“Archive and Theory: The Future of Anglo-American Early Modern Disability Studies” conference


The UCLA Center for 17th- & 18th-Century Studies invites you to attend a free conference on “Archive and Theory: The Future of Anglo-American Early Modern Disability Studies,” scheduled for 7–8 October 2022 in person at UCLA’s Clark Library and online.

The conference organized by Helen Deutsch (UCLA), Jason Farr (Marquette University), Paul Kelleher (Emory University), and Jared S. Richman (Colorado College); and co-sponsored by UCLA’s Dean of Humanities, CMRS Center for Early Global Studies, Undergraduate Education Initiatives-Disability Studies, Department of English, Department of History, and Joyce Appleby Endowed Chair of America in the World.

Over the last two decades, the cultural and historical study of disability has emerged as a vital field of inquiry, transforming how we understand various forms of corporeal and cognitive difference in the early modern period. In turn, the increasing scholarly focus on earlier periods has pressing implications for our constructions of disability in the present. This conference aims to foster two overlapping and mutually illuminating conversations: one about the role that theory plays in how we represent and interpret archival sources, and another about how the archive invites us to critique the historical assumptions and (occasional) limitations of theoretical inquiry. Among the many questions this conference will raise, we anticipate that our participants will ask: How do we define “archive,” and how is archival knowledge organized? What theoretical approaches will allow us to move forward in our uncovering of disabled pasts? How does the historical distance embodied by the archive inspire us to further diversify and complicate our theoretical models and strategies? How can sustained scholarly attention to archives of disability open up new possibilities for conversation between the fields of disability studies and medical humanities, whose relationship was aptly termed that of “frenemies” at an MLA panel some years ago? In short, how does our simultaneous embrace of the archive and theory promise to open up new horizons both for the study of early modern disability and for disability studies?

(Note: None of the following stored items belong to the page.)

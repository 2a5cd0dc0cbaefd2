//! Text-generation provider implementations for seteuk.
//!
//! All providers implement the `seteuk_core::TextGenerator` trait.

pub mod gemini;

pub use gemini::GeminiProvider;
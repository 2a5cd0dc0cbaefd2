//! Configuration loading, validation, and management for seteuk.
//!
//! Loads configuration from `~/.seteuk/config.toml` with environment
//! variable overrides. Validates all settings at startup.

use serde::{Deserialize, Serialize};
use std::path::{Path, PathBuf};

/// The root configuration structure.
///
/// Maps directly to `~/.seteuk/config.toml`.
#[derive(Clone, Serialize, Deserialize)]
pub struct AppConfig {
    /// Gemini API key. When absent, the key saved with `seteuk key set` is used.
    #[serde(default, skip_serializing_if = "Option::is_none")]
    pub api_key: Option<String>,

    /// Model used for generation and revision
    #[serde(default = "default_model")]
    pub model: String,

    /// Sampling temperature
    #[serde(default = "default_temperature")]
    pub temperature: f32,

    /// Generation endpoint settings
    #[serde(default)]
    pub provider: ProviderConfig,

    /// Durable key-value storage settings
    #[serde(default)]
    pub storage: StorageConfig,

    /// Fixed reference document settings
    #[serde(default)]
    pub documents: DocumentsConfig,
}

fn default_model() -> String {
    "gemini-2.5-flash".into()
}
fn default_temperature() -> f32 {
    0.7
}

/// Redact a secret string for Debug output.
fn redact(s: &Option<String>) -> &'static str {
    match s {
        Some(_) => "[REDACTED]",
        None => "None",
    }
}

impl std::fmt::Debug for AppConfig {
    fn fmt(&self, f: &mut std::fmt::Formatter<'_>) -> std::fmt::Result {
        f.debug_struct("AppConfig")
            .field("api_key", &redact(&self.api_key))
            .field("model", &self.model)
            .field("temperature", &self.temperature)
            .field("provider", &self.provider)
            .field("storage", &self.storage)
            .field("documents", &self.documents)
            .finish()
    }
}

#[derive(Debug, Clone, Serialize, Deserialize)]
pub struct ProviderConfig {
    #[serde(default = "default_api_url")]
    pub api_url: String,

    /// HTTP client timeout. The engine itself never times out a call.
    #[serde(default = "default_timeout_secs")]
    pub timeout_secs: u64,
}

fn default_api_url() -> String {
    "https://generativelanguage.googleapis.com".into()
}
fn default_timeout_secs() -> u64 {
    120
}

impl Default for ProviderConfig {
    fn default() -> Self {
        Self {
            api_url: default_api_url(),
            timeout_secs: default_timeout_secs(),
        }
    }
}

#[derive(Debug, Clone, Serialize, Deserialize)]
pub struct StorageConfig {
    /// JSON file backing the key-value store
    #[serde(default = "default_storage_path")]
    pub path: PathBuf,
}

fn default_storage_path() -> PathBuf {
    AppConfig::config_dir().join("store.json")
}

impl Default for StorageConfig {
    fn default() -> Self {
        Self {
            path: default_storage_path(),
        }
    }
}

#[derive(Debug, Clone, Serialize, Deserialize)]
pub struct DocumentsConfig {
    /// Directory path, or an `http(s)://` base URL
    #[serde(default = "default_documents_source")]
    pub source: String,
}

fn default_documents_source() -> String {
    AppConfig::config_dir()
        .join("documents")
        .to_string_lossy()
        .into_owned()
}

impl Default for DocumentsConfig {
    fn default() -> Self {
        Self {
            source: default_documents_source(),
        }
    }
}

impl DocumentsConfig {
    /// Whether documents are served over HTTP rather than read from disk.
    pub fn is_remote(&self) -> bool {
        self.source.starts_with("http://") || self.source.starts_with("https://")
    }
}

impl AppConfig {
    /// Load configuration from the default path (~/.seteuk/config.toml).
    ///
    /// Also checks environment variables:
    /// - `SETEUK_API_KEY` (highest priority), then `GEMINI_API_KEY`
    /// - `SETEUK_MODEL`
    /// - `SETEUK_API_URL`
    pub fn load() -> Result<Self, ConfigError> {
        let config_path = Self::config_dir().join("config.toml");
        let mut config = Self::load_from(&config_path)?;

        if config.api_key.is_none() {
            config.api_key = std::env::var("SETEUK_API_KEY")
                .ok()
                .or_else(|| std::env::var("GEMINI_API_KEY").ok())
                .filter(|k| !k.trim().is_empty());
        }

        if let Ok(model) = std::env::var("SETEUK_MODEL") {
            config.model = model;
        }

        if let Ok(url) = std::env::var("SETEUK_API_URL") {
            config.provider.api_url = url;
        }

        Ok(config)
    }

    /// Load configuration from a specific file path.
    pub fn load_from(path: &Path) -> Result<Self, ConfigError> {
        if !path.exists() {
            tracing::info!("No config file found at {}, using defaults", path.display());
            return Ok(Self::default());
        }

        let content = std::fs::read_to_string(path).map_err(|e| ConfigError::ReadError {
            path: path.to_path_buf(),
            reason: e.to_string(),
        })?;

        let config: Self = toml::from_str(&content).map_err(|e| ConfigError::ParseError {
            path: path.to_path_buf(),
            reason: e.to_string(),
        })?;

        config.validate()?;
        Ok(config)
    }

    /// Get the configuration directory path.
    pub fn config_dir() -> PathBuf {
        dirs_home().join(".seteuk")
    }

    /// Validate the configuration.
    fn validate(&self) -> Result<(), ConfigError> {
        if !(0.0..=2.0).contains(&self.temperature) {
            return Err(ConfigError::ValidationError(
                "temperature must be between 0.0 and 2.0".into(),
            ));
        }

        if self.model.trim().is_empty() {
            return Err(ConfigError::ValidationError("model must not be empty".into()));
        }

        if self.provider.timeout_secs == 0 {
            return Err(ConfigError::ValidationError(
                "provider.timeout_secs must be > 0".into(),
            ));
        }

        Ok(())
    }

    /// Check if an API key is available (from config or environment).
    pub fn has_api_key(&self) -> bool {
        self.api_key.is_some()
    }

    /// Generate a default config TOML string (for `onboard` command).
    pub fn default_toml() -> String {
        let config = Self::default();
        toml::to_string_pretty(&config).unwrap_or_default()
    }
}

impl Default for AppConfig {
    fn default() -> Self {
        Self {
            api_key: None,
            model: default_model(),
            temperature: default_temperature(),
            provider: ProviderConfig::default(),
            storage: StorageConfig::default(),
            documents: DocumentsConfig::default(),
        }
    }
}

/// Get the user's home directory.
fn dirs_home() -> PathBuf {
    #[cfg(target_os = "windows")]
    {
        std::env::var("USERPROFILE")
            .map(PathBuf::from)
            .unwrap_or_else(|_| PathBuf::from("C:\\Users\\Default"))
    }
    #[cfg(not(target_os = "windows"))]
    {
        std::env::var("HOME")
            .map(PathBuf::from)
            .unwrap_or_else(|_| PathBuf::from("/tmp"))
    }
}

/// Configuration errors.
#[derive(Debug, thiserror::Error)]
pub enum ConfigError {
    #[error("Failed to read config file at {path}: {reason}")]
    ReadError { path: PathBuf, reason: String },

    #[error("Failed to parse config file at {path}: {reason}")]
    ParseError { path: PathBuf, reason: String },

    #[error("Configuration validation failed: {0}")]
    ValidationError(String),
}

#[cfg(test)]
mod tests {
    use super::*;
    use std::io::Write;

    #[test]
    fn default_config_is_valid() {
        let config = AppConfig::default();
        assert_eq!(config.model, "gemini-2.5-flash");
        assert!(config.provider.api_url.contains("generativelanguage"));
        assert!(config.validate().is_ok());
    }

    #[test]
    fn config_roundtrip_toml() {
        let config = AppConfig::default();
        let toml_str = toml::to_string_pretty(&config).unwrap();
        let parsed: AppConfig = toml::from_str(&toml_str).unwrap();
        assert_eq!(parsed.model, config.model);
        assert_eq!(parsed.storage.path, config.storage.path);
    }

    #[test]
    fn invalid_temperature_rejected() {
        let config = AppConfig {
            temperature: 5.0,
            ..AppConfig::default()
        };
        assert!(config.validate().is_err());
    }

    #[test]
    fn missing_config_file_returns_defaults() {
        let result = AppConfig::load_from(Path::new("/nonexistent/config.toml"));
        assert!(result.is_ok());
        assert_eq!(result.unwrap().model, "gemini-2.5-flash");
    }

    #[test]
    fn partial_file_fills_defaults() {
        let mut tmp = tempfile::NamedTempFile::new().unwrap();
        writeln!(
            tmp,
            r#"
model = "gemini-2.5-pro"

[documents]
source = "https://example.org/docs"
"#
        )
        .unwrap();

        let config = AppConfig::load_from(tmp.path()).unwrap();
        assert_eq!(config.model, "gemini-2.5-pro");
        assert!(config.documents.is_remote());
        assert_eq!(config.provider.timeout_secs, 120);
    }

    #[test]
    fn malformed_file_is_parse_error() {
        let mut tmp = tempfile::NamedTempFile::new().unwrap();
        writeln!(tmp, "model = [unterminated").unwrap();
        let err = AppConfig::load_from(tmp.path()).unwrap_err();
        assert!(matches!(err, ConfigError::ParseError { .. }));
    }

    #[test]
    fn debug_redacts_api_key() {
        let config = AppConfig {
            api_key: Some("AIza-secret".into()),
            ..AppConfig::default()
        };
        let rendered = format!("{config:?}");
        assert!(!rendered.contains("AIza-secret"));
        assert!(rendered.contains("[REDACTED]"));
    }

    #[test]
    fn default_toml_generation() {
        let toml_str = AppConfig::default_toml();
        assert!(toml_str.contains("gemini-2.5-flash"));
        assert!(toml_str.contains("[provider]"));
    }
}
//! `seteuk generate`: Draft a record.

use chrono::{Local, NaiveDate};
use clap::Args;
use seteuk_core::{DatedActivity, FileCategory, GenerationParams, GradeLevel, RecordType, TextMetrics};
use seteuk_engine::{ConstraintProfile, HistoryStore, KnowledgeBaseCache, RecordCategory};
use std::path::PathBuf;

use crate::files;
use crate::runtime::Runtime;

#[derive(Args)]
pub struct GenerateArgs {
    /// Record category: subject, autonomy, club or behavior
    #[arg(short, long, default_value = "subject")]
    pub category: RecordCategory,

    /// Grade tier: 1 (most detailed) to 3 (most condensed)
    #[arg(short, long, default_value = "1")]
    pub grade: GradeLevel,

    /// Record type within the category (e.g. career under autonomy)
    #[arg(short, long)]
    pub record_type: Option<RecordType>,

    /// Draft text or notes
    #[arg(short, long, conflicts_with = "draft_file")]
    pub draft: Option<String>,

    /// Read the draft from a file
    #[arg(long)]
    pub draft_file: Option<PathBuf>,

    /// Report files (PDF, images or text)
    #[arg(long = "report")]
    pub reports: Vec<PathBuf>,

    /// Code files (always sent as text)
    #[arg(long = "code")]
    pub codes: Vec<PathBuf>,

    /// Subject or activity name (defaults to the stored one)
    #[arg(long)]
    pub subject: Option<String>,

    /// Extra instructions (defaults to the stored ones)
    #[arg(long)]
    pub instructions: Option<String>,

    /// Activity the record must open with
    #[arg(long)]
    pub activity: Option<String>,

    /// Activity date, YYYY-MM-DD (defaults to today)
    #[arg(long, requires = "activity")]
    pub date: Option<NaiveDate>,

    /// Do not add the result to history
    #[arg(long)]
    pub no_history: bool,
}

pub async fn run(args: GenerateArgs) -> Result<(), Box<dyn std::error::Error>> {
    let runtime = Runtime::load()?;
    let category = args.category;
    let record_type = category.resolve_record_type(args.record_type)?;
    let cache = KnowledgeBaseCache::new(runtime.storage.clone(), category);

    let mut params = GenerationParams::new(args.grade);
    params.record_type = record_type;
    params.draft_text = match (&args.draft, &args.draft_file) {
        (Some(draft), _) => draft.clone(),
        (None, Some(path)) => std::fs::read_to_string(path)?,
        (None, None) => String::new(),
    };
    params.report_files = args
        .reports
        .iter()
        .map(|p| files::load_upload(p, FileCategory::Report))
        .collect::<Result<_, _>>()?;
    params.code_files = args
        .codes
        .iter()
        .map(|p| files::load_code(p))
        .collect::<Result<_, _>>()?;
    params.custom_knowledge_base = cache.entries();
    params.custom_subject_name = args.subject.or_else(|| cache.subject_name());
    params.custom_instructions = args.instructions.or_else(|| cache.instructions());
    params.activity = dated_activity(args.activity, args.date);

    if !params.has_material() {
        eprintln!("⚠️  No draft, report, code or activity supplied; the record will rest on the knowledge base alone.");
    }

    let engine = runtime.record_generator();
    let credential = runtime.credential();
    let result = engine.generate(&params, credential.as_deref()).await?;

    let profile = ConstraintProfile::derive(params.grade_level, params.record_type);
    let metrics = TextMetrics::measure(&result.grade_version);
    let length = profile.measure(&result.grade_version);

    println!("{}\n", result.grade_version);
    println!(
        "📏 {} chars (with spaces) · {} chars (without) · {} bytes",
        metrics.chars_with_spaces, metrics.chars_without_spaces, metrics.bytes
    );
    if profile.contains(length) {
        println!("  ✅ Within target {profile}");
    } else {
        println!("  ⚠️  {length}{} is outside target {profile}", profile.unit.label());
    }

    if !args.no_history {
        let label = category.history_label(
            params.custom_subject_name.as_deref(),
            params.grade_level,
            params.record_type,
        );
        let mut history = HistoryStore::open(runtime.storage.clone(), category.history_key());
        let id = history.add(result, Some(label));
        println!("  🗂  Saved to {} history as {id}", category);
    }

    Ok(())
}

/// The `--activity` flag as a dated activity; blank descriptions are dropped.
fn dated_activity(description: Option<String>, date: Option<NaiveDate>) -> Option<DatedActivity> {
    let description = description?.trim().to_string();
    if description.is_empty() {
        return None;
    }
    Some(DatedActivity {
        description,
        date: date.unwrap_or_else(|| Local::now().date_naive()),
    })
}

This conference is free of charge. It will be held in person at the Clark Library (UCLA), virtually on Zoom, and live-streamed on the UCLA Center for 17th- & 18th-Century Studies’ YouTube Channel. To attend the conference in person, visit http://www.1718.ucla.edu/events/archive-and-theory/, scroll to the end of the page, and complete the booking form. In-person bookings close on Monday, 3 October, at 5:00 p.m.

To attend the virtual Zoom conference, please register here:
https://ucla.zoom.us/webinar/register/WN_GAAU1QtWTaC6TwFOvInrrw

No registration is needed to watch the livestream.